Two companies are entering preliminary discussions about a potential joint venture or merger and both sides will share proprietary financial data, customer lists, and strategic plans that need reciprocal protection before any formal deal is reached. A memorandum of understanding may follow once the parties align on terms.
Your business is evaluating a technology integration with another company and both parties must disclose trade secrets, source code, or proprietary algorithms to assess compatibility. Both sides need assurance that the other will not use or disclose the shared information if the partnership does not proceed.
You are negotiating a strategic partnership, co-marketing arrangement, or distribution deal where both parties will reveal confidential information including pricing structures, supplier relationships, and business methods that could damage either party if leaked to competitors.
A startup is pitching to a potential investor or acquirer who will share their own deal terms, valuation models, and portfolio data while the startup discloses financial projections, user metrics, and intellectual property details. A bilateral NDA protects both sides equally during due diligence.
Two freelancers or agencies are collaborating on a client project and both will contribute proprietary processes, templates, or creative assets that they want to keep confidential from each other beyond the scope of the collaboration. A mutual non-disclosure agreement template formalizes the reciprocal protections each side needs before sharing proprietary work.
Your company is engaging a consultant or vendor who will gain access to your internal systems while also sharing their proprietary methodologies, and a unilateral NDA would not adequately protect the disclosing party on both sides of the relationship.
What Should a Mutual NDA Include?
Identification of the Parties
Name both parties with their full legal entity names, addresses, and the capacity in which they are entering the agreement. In a mutual NDA, each party is simultaneously the disclosing party and the receiving party, which should be stated explicitly to avoid ambiguity about the direction of obligations. Use this section of the bilateral NDA template to establish the legal identities that bind both sides to reciprocal confidentiality.
Definition of Confidential Information
Clearly define what constitutes confidential information under the agreement, including trade secrets, business plans, customer data, financial records, technical specifications, and any other proprietary material as recognized under the Economic Espionage Act (18 U.S.C. Chapter 90). List specific exclusions such as information that is already publicly known, independently developed, or lawfully obtained from a third party without restriction.
Obligations of the Receiving Party
Specify that each receiving party must use the confidential information solely for the stated purpose, restrict access to employees and agents who need to know, and take reasonable measures to prevent unauthorized disclosure. Reference the standard of care, which is typically the same degree of care each party uses for its own confidential information but not less than reasonable care.
Term and Duration of Obligations
State the period during which confidential information may be exchanged and the survival period for confidentiality obligations after the agreement ends. Most bilateral NDAs set a disclosure period of one to three years and a survival period of two to five years, though trade secrets should remain protected indefinitely under the Uniform Trade Secrets Act.
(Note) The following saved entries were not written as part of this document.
//! Runtime abstraction for system operations.
//!
//! Environment and file system access goes through the [`Runtime`] trait so
//! the caching layer can be exercised against a mock.
//!
//! # Structure
//!
//! - `env` - Environment variables and process information
//! - `fs` - File system operations (read, write, directory)

mod env;
mod fs;

use anyhow::Result;
use std::env as std_env;
use std::path::{Path, PathBuf};

#[cfg_attr(test, mockall::automock)]
pub trait Runtime: Send + Sync {
    // Environment
    fn env_var(&self, key: &str) -> Result<String, std_env::VarError>;
    fn current_dir(&self) -> Result<PathBuf>;

    // File System
    fn write(&self, path: &Path, contents: &[u8]) -> Result<()>;
    fn read_to_string(&self, path: &Path) -> Result<String>;
    fn create_dir_all(&self, path: &Path) -> Result<()>;
    fn exists(&self, path: &Path) -> bool;
}

#[derive(Debug, Clone, Copy, Default)]
pub struct RealRuntime;

impl Runtime for RealRuntime {
    fn env_var(&self, key: &str) -> Result<String, std_env::VarError> {
        self.env_var_impl(key)
    }

    fn current_dir(&self) -> Result<PathBuf> {
        self.current_dir_impl()
    }

    fn write(&self, path: &Path, contents: &[u8]) -> Result<()> {
        self.write_impl(path, contents)
    }

    fn read_to_string(&self, path: &Path) -> Result<String> {
        self.read_to_string_impl(path)
    }

    fn create_dir_all(&self, path: &Path) -> Result<()> {
        self.create_dir_all_impl(path)
    }

    fn exists(&self, path: &Path) -> bool {
        self.exists_impl(path)
    }
}
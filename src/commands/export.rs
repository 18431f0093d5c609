use anyhow::{Context, Result};
use log::{debug, info};
use serde::Serialize;
use std::path::Path;

use crate::{
    application::{DocsService, ReleaseService, slug_for_file},
    provider::ContentSource,
    release::Quality,
    runtime::Runtime,
};

use super::config::Config;

/// Write the release and documentation data a static site build consumes:
///
/// ```text
/// <out>/release.stable.json
/// <out>/release.insider.json
/// <out>/docs/index.json          navigation, pages with sections
/// <out>/docs/pages/<slug>.json   one rendered page each
/// ```
#[tracing::instrument(skip(config))]
pub async fn export<R: Runtime, S: ContentSource>(config: &Config<R, S>, out_dir: &Path) -> Result<()> {
    let runtime = config.cache.runtime();

    let releases = ReleaseService::new(&config.cache, &config.source, config.dev);
    for quality in Quality::ALL {
        let release = releases.latest_release(quality).await;
        let path = out_dir.join(format!("release.{}.json", quality));
        write_json(runtime, &path, &release)?;
    }

    let docs = DocsService::new(&config.cache, &config.source);
    let navigation = docs.pages_with_sections().await;
    write_json(runtime, &out_dir.join("docs").join("index.json"), &navigation)?;

    // Hidden pages are still routable, so every listed file is exported.
    let files = docs.list_pages().await;
    let pages_dir = out_dir.join("docs").join("pages");
    for file in &files {
        let page = docs.page(file).await;
        let path = pages_dir.join(format!("{}.json", slug_for_file(file)));
        write_json(runtime, &path, &page)?;
    }

    info!("Exported {} documentation page(s)", files.len());
    println!(
        "Exported {} release(s) and {} documentation page(s) to {}",
        Quality::ALL.len(),
        files.len(),
        out_dir.display()
    );
    Ok(())
}

fn write_json<R: Runtime, T: Serialize + ?Sized>(runtime: &R, path: &Path, value: &T) -> Result<()> {
    let json = serde_json::to_string_pretty(value)
        .with_context(|| format!("Failed to serialize {:?}", path))?;
    if let Some(parent) = path.parent() {
        runtime.create_dir_all(parent)?;
    }
    debug!("Writing {:?}", path);
    runtime.write(path, json.as_bytes())
}
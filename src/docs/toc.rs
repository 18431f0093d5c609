//! Hierarchical table of contents built from headings.

use serde::{Deserialize, Serialize};

#[derive(Debug, Clone, PartialEq, Eq, Serialize, Deserialize)]
pub struct TableOfContentsItem {
    pub title: String,
    pub url: String,
    pub level: u8,
    #[serde(default, skip_serializing_if = "Vec::is_empty")]
    pub items: Vec<TableOfContentsItem>,
}

impl TableOfContentsItem {
    pub fn new(title: impl Into<String>, slug: &str, level: u8) -> Self {
        Self {
            title: title.into(),
            url: format!("#{}", slug),
            level,
            items: Vec::new(),
        }
    }
}

#[derive(Debug, Clone, PartialEq, Eq, Serialize, Deserialize, Default)]
pub struct TableOfContents {
    pub items: Vec<TableOfContentsItem>,
}

/// Position of the most recent level-2 node.
#[derive(Debug, Clone, Copy)]
enum Level2 {
    TopLevel(usize),
    UnderLevel1(usize, usize),
}

/// Attaches headings, in document order, to the most recently opened
/// level-1 or level-2 node.
#[derive(Debug, Default)]
pub struct TocBuilder {
    toc: TableOfContents,
    level1: Option<usize>,
    level2: Option<Level2>,
}

impl TocBuilder {
    pub fn new() -> Self {
        Self::default()
    }

    /// Adds a heading. Levels outside 1..=3 are ignored.
    pub fn push(&mut self, item: TableOfContentsItem) {
        match item.level {
            1 => {
                self.toc.items.push(item);
                self.level1 = Some(self.toc.items.len() - 1);
                self.level2 = None;
            }
            2 => {
                self.level2 = Some(match self.level1 {
                    Some(l1) => {
                        let children = &mut self.toc.items[l1].items;
                        children.push(item);
                        Level2::UnderLevel1(l1, children.len() - 1)
                    }
                    None => {
                        self.toc.items.push(item);
                        Level2::TopLevel(self.toc.items.len() - 1)
                    }
                });
            }
            3 => {
                let parent = match (self.level2, self.level1) {
                    (Some(Level2::TopLevel(i)), _) => &mut self.toc.items[i].items,
                    (Some(Level2::UnderLevel1(l1, i)), _) => &mut self.toc.items[l1].items[i].items,
                    (None, Some(l1)) => &mut self.toc.items[l1].items,
                    (None, None) => &mut self.toc.items,
                };
                parent.push(item);
            }
            _ => {}
        }
    }

    pub fn finish(self) -> TableOfContents {
        self.toc
    }
}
Permitted Disclosures and Exceptions
Address situations where disclosure is compelled by law, regulation, or court order, requiring the receiving party to provide prompt notice so the disclosing party can seek a protective order. Also carve out disclosures to legal and financial advisors who are bound by professional duties of confidentiality.
Remedies for Breach
Acknowledge that a breach of confidentiality obligations may cause irreparable harm for which monetary damages are insufficient, entitling the injured party to seek injunctive relief without posting a bond. Include provisions for liquidated damages if the parties agree on a predetermined amount, and specify that remedies are cumulative and do not waive other rights under the Defend Trade Secrets Act or state law.
Return or Destruction of Materials
Require each party to return or destroy all confidential materials upon termination of the agreement or upon written request. Specify the timeframe for compliance and require written certification that all copies, including electronic backups, have been destroyed or returned.
Legal Details: Key Clauses in a Mutual NDA
Parties
This Mutual Non-Disclosure Agreement (this "Agreement") is entered into by and between [____________] ("Party A") and [____________] ("Party B") (each a "Disclosing Party" and a "Receiving Party"). The parties wish to explore a potential business relationship (the "Purpose") and in connection therewith may disclose confidential information to each other.
Definition of Confidential Information
"Confidential Information" means all non-public information disclosed by either party to the other, whether orally, in writing, electronically, or by inspection, including but not limited to: trade secrets, business plans, financial data, customer lists, technical data, product designs, software code, marketing strategies, pricing, and any information marked "confidential" or that a reasonable person would understand to be confidential given the nature of the information and circumstances of disclosure.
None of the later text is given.